Lapis lazuli is a highly valued mineral all over the world. For more than 6 thousand years, it was extracted from mines found in Afghanistan. A place that nowadays became a real problem of international interest. It raised its value so much that it was called the blue gold.

lapis lazuli

For several centuries this precious stone was exported from a heavenly place. Even before the territory was called Afghanistan, it was known as the place where lapis lazuli was found. This was the only place in the world where you could get it.

Some details of lapis lazuli

It is a metamorphic rock, composed of other minerals. The lazurite is the one that gives it the intense blue and it is also composed of calcite and pyrite. It has been mined for millennia in the Hindu Kush Mountains in the province of Badakhshan.

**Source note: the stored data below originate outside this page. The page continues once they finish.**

use std::time::Instant;

pub fn elapsed_seconds(since: Instant) -> f64 {
    let dt = since.elapsed();
    (dt.as_secs() as f64) + (f64::from(dt.subsec_nanos()) * 1e-9)
}

struct TimerSpan {
    name: String,
    started_at: Instant,
    nested_results: Vec<String>,
    nested_time: f64,
}

/// Hierarchical progress reporting for long, phased operations (parsing a road network,
/// running a simulation to completion). Spans nest; `note`/`warn`/`error` are buffered and
/// replayed when the outermost span finishes.
pub struct Timer {
    results: Vec<String>,
    stack: Vec<TimerSpan>,
    outermost_name: String,

    notes: Vec<String>,
    pub(crate) warnings: Vec<String>,
    pub(crate) errors: Vec<String>,
}

impl Timer {
    pub fn new<S: Into<String>>(raw_name: S) -> Timer {
        let name = raw_name.into();
        let mut t = Timer {
            results: Vec::new(),
            stack: Vec::new(),
            outermost_name: name.clone(),
            notes: Vec::new(),
            warnings: Vec::new(),
            errors: Vec::new(),
        };
        t.start(name);
        t
    }

    pub fn throwaway() -> Timer {
        Timer::new("throwaway")
    }

    pub fn note(&mut self, line: String) {
        println!("{}", line);
        self.notes.push(line);
    }

    pub fn warn(&mut self, line: String) {
        self.warnings.push(line);
    }

    pub fn error(&mut self, line: String) {
        self.errors.push(line);
    }

    /// Ends the scope of the timer early without waiting for drop.
    pub fn done(self) {}

    pub fn start<S: Into<String>>(&mut self, raw_name: S) {
        if self.outermost_name == "throwaway" {
            return;
        }
        let name = raw_name.into();
        println!("{}...", name);
        self.stack.push(TimerSpan {
            name,
            started_at: Instant::now(),
            nested_results: Vec::new(),
            nested_time: 0.0,
        });
    }

    pub fn stop<S: Into<String>>(&mut self, raw_name: S) {
        if self.outermost_name == "throwaway" {
            return;
        }
        let name = raw_name.into();
        let span = self.stack.pop().expect("stop() without matching start()");
        assert_eq!(span.name, name);
        let elapsed = elapsed_seconds(span.started_at);
        let line = format!("{} took {}", name, prettyprint_time(elapsed));

        let padding = "  ".repeat(self.stack.len());
        match self.stack.last_mut() {
            Some(parent) => {
                parent.nested_results.push(format!("{}- {}", padding, line));
                parent.nested_results.extend(span.nested_results);
                parent.nested_time += elapsed;
            }
            None => {
                self.results.push(format!("{}- {}", padding, line));
                self.results.extend(span.nested_results);
            }
        }

        println!("{}", line);
    }

    pub(crate) fn add_result(&mut self, elapsed: f64, line: String) {
        let padding = "  ".repeat(self.stack.len());
        match self.stack.last_mut() {
            Some(parent) => {
                parent.nested_results.push(format!("{}- {}", padding, line));
                parent.nested_time += elapsed;
            }
            None => {
                self.results.push(format!("{}- {}", padding, line));
            }
        }
    }
}

impl std::ops::Drop for Timer {
    fn drop(&mut self) {
        if self.outermost_name == "throwaway" {
            return;
        }
        let stop_name = self.outermost_name.clone();
        match self.stack.last() {
            Some(s) if s.name != stop_name => {
                println!("dropping Timer during {}, due to panic?", s.name);
                return;
            }
            None => return,
            _ => {}
        }
        self.stop(stop_name);

        if !self.notes.is_empty() {
            println!("{} notes:", self.notes.len());
            for line in &self.notes {
                println!("{}", line);
            }
        }
        if !self.warnings.is_empty() {
            println!("{} warnings:", self.warnings.len());
            for line in &self.warnings {
                println!("{}", line);
            }
        }
        if !self.errors.is_empty() {
            println!("***** {} errors: *****", self.errors.len());
            for line in &self.errors {
                println!("{}", line);
            }
        }
    }
}

pub fn prettyprint_usize(x: usize) -> String {
    let num = format!("{}", x);
    let mut result = String::new();
    let mut i = num.len();
    for c in num.chars() {
        result.push(c);
        i -= 1;
        if i > 0 && i % 3 == 0 {
            result.push(',');
        }
    }
    result
}

pub fn prettyprint_time(seconds: f64) -> String {
    format!("{:.4}s", seconds)
}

For millennia it was used as an ornament and jewelry and the Egyptians used it extensively. However, in the late Middle Ages, it was also implemented as a pigment by Renaissance painters.

By using it as a pigment it increased in demand

That’s how it increased in demand. Most of the blue skies seen in Renaissance paintings have lapis lazuli as a pigment. The silk route was used to move it from Asia to different parts of Europe.

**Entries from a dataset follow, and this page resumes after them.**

//! Per-car state and the position/speed arithmetic it builds on.

use geom::{Distance, Duration, Speed, Time};
use map_model::{CrossroadID, LaneID, WayID};

use crate::constants::MIN_GAP;

#[derive(Clone, Copy, PartialEq, Eq, Debug)]
pub enum CarState {
    Crossing,
    CrossingCrossroad,
    Queued,
    Waiting,
    Despawning,
}

/// Where a `Crossing` car is within its lane's three-step approach: first committed to an
/// internal random waypoint, then to the point it must pre-acquire the next Crossing Lane by,
/// then to the lane's actual end.
#[derive(Clone, Copy, PartialEq, Eq, Debug)]
pub enum CrossingPhase {
    ToMidpoint,
    ToBlockPoint,
    ToLaneEnd,
}

/// The car's planned future path: `next_way` is where it intends to go after finishing the
/// current lane; `next_lanes` holds the lanes that get it there -- either `[crossing_lane,
/// outgoing_lane]` when a Crossroad is in the way, or just `[outgoing_lane]` for a direct
/// continuation. `lane_to_switch` names a lane the car should merge towards before it can
/// actually take that path.
#[derive(Clone, Debug, Default)]
pub struct Plan {
    pub next_way: Option<WayID>,
    pub next_lanes: Vec<LaneID>,
    pub lane_to_switch: Option<LaneID>,
}

impl Plan {
    pub fn none() -> Plan {
        Plan::default()
    }

    pub fn is_empty(&self) -> bool {
        self.next_lanes.is_empty()
    }
}

pub struct Car {
    pub id: map_model::CarID,
    /// `None` while `CrossingCrossroad` (the car is on an internal Crossing Lane, not a Way).
    pub way: Option<WayID>,
    pub crossroad: Option<CrossroadID>,
    pub lane: LaneID,
    /// Position anchor in km along `lane`, valid as of `update_time`.
    position: Distance,
    update_time: Time,
    pub speed: Speed,
    pub desired_speed: Speed,
    pub length: Distance,
    pub state: CarState,
    pub plan: Plan,
    /// Crossing Lanes currently held: at most a "next-crossroad" lock plus a
    /// "currently-traversing" lock, so this never holds more than two entries.
    pub held_crossing_lanes: Vec<LaneID>,
    pub crossing_phase: CrossingPhase,
    /// The position `crossing_phase` is driving towards, valid only while `state ==
    /// CarState::Crossing`.
    pub crossing_target: Distance,
}

impl Car {
    #[allow(clippy::too_many_arguments)]
    pub fn new(
        id: map_model::CarID,
        way: Option<WayID>,
        lane: LaneID,
        position: Distance,
        now: Time,
        speed: Speed,
        desired_speed: Speed,
        length: Distance,
        state: CarState,
    ) -> Car {
        Car {
            id,
            way,
            crossroad: None,
            lane,
            position,
            update_time: now,
            speed,
            desired_speed,
            length,
            state,
            plan: Plan::none(),
            held_crossing_lanes: Vec::new(),
            crossing_phase: CrossingPhase::ToMidpoint,
            crossing_target: Distance::ZERO,
        }
    }

    /// `position(t) = position_anchor + speed * (t - update_time) / 3600`.
    pub fn position_at(&self, now: Time) -> Distance {
        self.position + self.speed.dist_travelled(now - self.update_time)
    }

    pub fn position(&self) -> Distance {
        self.position
    }

    pub fn update_time(&self) -> Time {
        self.update_time
    }

    /// Re-anchors position at `now` without changing speed; used whenever the car moves to a new
    /// lane or its position is otherwise authoritatively set (e.g. spawn placement).
    pub fn set_position(&mut self, position: Distance, now: Time) {
        self.position = position;
        self.update_time = now;
    }

    /// Re-anchors position at `now`, then sets the new speed. Callers are responsible for the
    /// remaining side effects (emitting a calendar event, waking the car behind, rescheduling the
    /// release timer) since those need access to simulation-wide state this struct doesn't have.
    pub fn set_speed(&mut self, new_speed: Speed, now: Time) {
        let anchored = self.position_at(now);
        self.position = anchored;
        self.update_time = now;
        self.speed = new_speed;
    }

    /// `time_to_be_at_position(p) = (p - position) / speed * 3600`.
    pub fn time_to_be_at_position(&self, now: Time, p: Distance) -> Option<Duration> {
        let remaining = p - self.position_at(now);
        if remaining.inner_km() <= 0.0 {
            return Some(Duration::ZERO);
        }
        self.speed.time_to_cover(remaining)
    }
}

/// `distance_to_car_ahead = ahead.position - self.position - (ahead.length + MIN_GAP)`,
/// evaluated at `now` so both positions are on the same time basis.
pub fn distance_to_car_ahead(me: &Car, ahead: &Car, now: Time) -> Distance {
    ahead.position_at(now) - me.position_at(now) - (ahead.length + MIN_GAP)
}

/// `time_to_reach_car_ahead`: finite only while `self.speed > ahead.speed`.
pub fn time_to_reach_car_ahead(me: &Car, ahead: &Car, now: Time) -> Option<Duration> {
    if me.speed <= ahead.speed {
        return None;
    }
    let gap = distance_to_car_ahead(me, ahead, now);
    if gap.inner_km() <= 0.0 {
        return Some(Duration::ZERO);
    }
    (me.speed - ahead.speed).time_to_cover(gap)
}

#[cfg(test)]
mod tests {
    use super::*;
    use map_model::CarID;

    fn car_at(pos: f64, speed: f64) -> Car {
        Car::new(
            CarID(0),
            None,
            LaneID(0),
            Distance::km(pos),
            Time::START_OF_SIMULATION,
            Speed::km_per_hour(speed),
            Speed::km_per_hour(50.0),
            Distance::km(0.004),
            CarState::Crossing,
        )
    }

    #[test]
    fn position_advances_with_speed() {
        let car = car_at(0.0, 36.0); // 36 km/h = 0.01 km/s
        let later = Time::START_OF_SIMULATION + Duration::seconds(10.0);
        assert!((car.position_at(later).inner_km() - 0.1).abs() < 1e-9);
    }

    #[test]
    fn set_speed_reanchors_position() {
        let mut car = car_at(0.0, 36.0);
        let t1 = Time::START_OF_SIMULATION + Duration::seconds(5.0);
        car.set_speed(Speed::km_per_hour(0.0), t1);
        assert!((car.position().inner_km() - 0.05).abs() < 1e-9);
        assert_eq!(car.update_time(), t1);
        let t2 = t1 + Duration::seconds(100.0);
        // Stopped, so position must not keep advancing.
        assert_eq!(car.position_at(t2), car.position());
    }

    #[test]
    fn car_ahead_gap_accounts_for_length_and_min_gap() {
        let me = car_at(0.0, 0.0);
        let ahead = car_at(0.01, 0.0);
        let gap = distance_to_car_ahead(&me, &ahead, Time::START_OF_SIMULATION);
        assert!((gap.inner_km() - (0.01 - 0.004 - 0.001)).abs() < 1e-9);
    }

    #[test]
    fn time_to_reach_is_none_when_not_closing() {
        let me = car_at(0.0, 20.0);
        let ahead = car_at(0.01, 30.0);
        assert!(time_to_reach_car_ahead(&me, &ahead, Time::START_OF_SIMULATION).is_none());
    }
}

Caravans departed from Afghanistan to Mesopotamia, China, Egypt, India, Greece, Rome and Japan. But it was during the 13th and 14th century that it became indispensable in Italy. The painters would grind the stone and get the blue from overseas. Because they moved it by sea, that’s how they called it.

Only with lapis lazuli did they get that intense, brilliant blue that still adorns many works of art. Moreover, the pigment was not affected by exposure to the sun or the passage of time, unlike other blues.

lapis lazuli mineral

Its high cost made it the blue gold of Asia

When it became very difficult to obtain, its price surpassed that of gold. Many painters signed contracts to make their paintings and were ruined by the price of lapis lazuli. This is why it was called Asian blue gold.

Because of this, Renaissance painters began to look for a replacement for the prized stone. Azurite also has a blue color, though not the properties of lapis lazuli. However, the azurite mines were in the West, with a much lower cost of transportation.

During the 19th century, with the development of chemistry, France offered through a competition an excellent prize. It would be awarded to the chemist who would create a pigment to replace lapis lazuli, with its same characteristics and properties. The prize went to the chemist Jean Baptiste Guimet, who created the best pigment in a laboratory.

Today lapis lazuli is still mined in Afghanistan. Although the political problems and the prevailing corruption make it difficult to obtain it. For reasons different from those of the Renaissance, it has once again become the “blue gold”. The problem is compounded because the Taliban are using the proceeds to finance their revolution.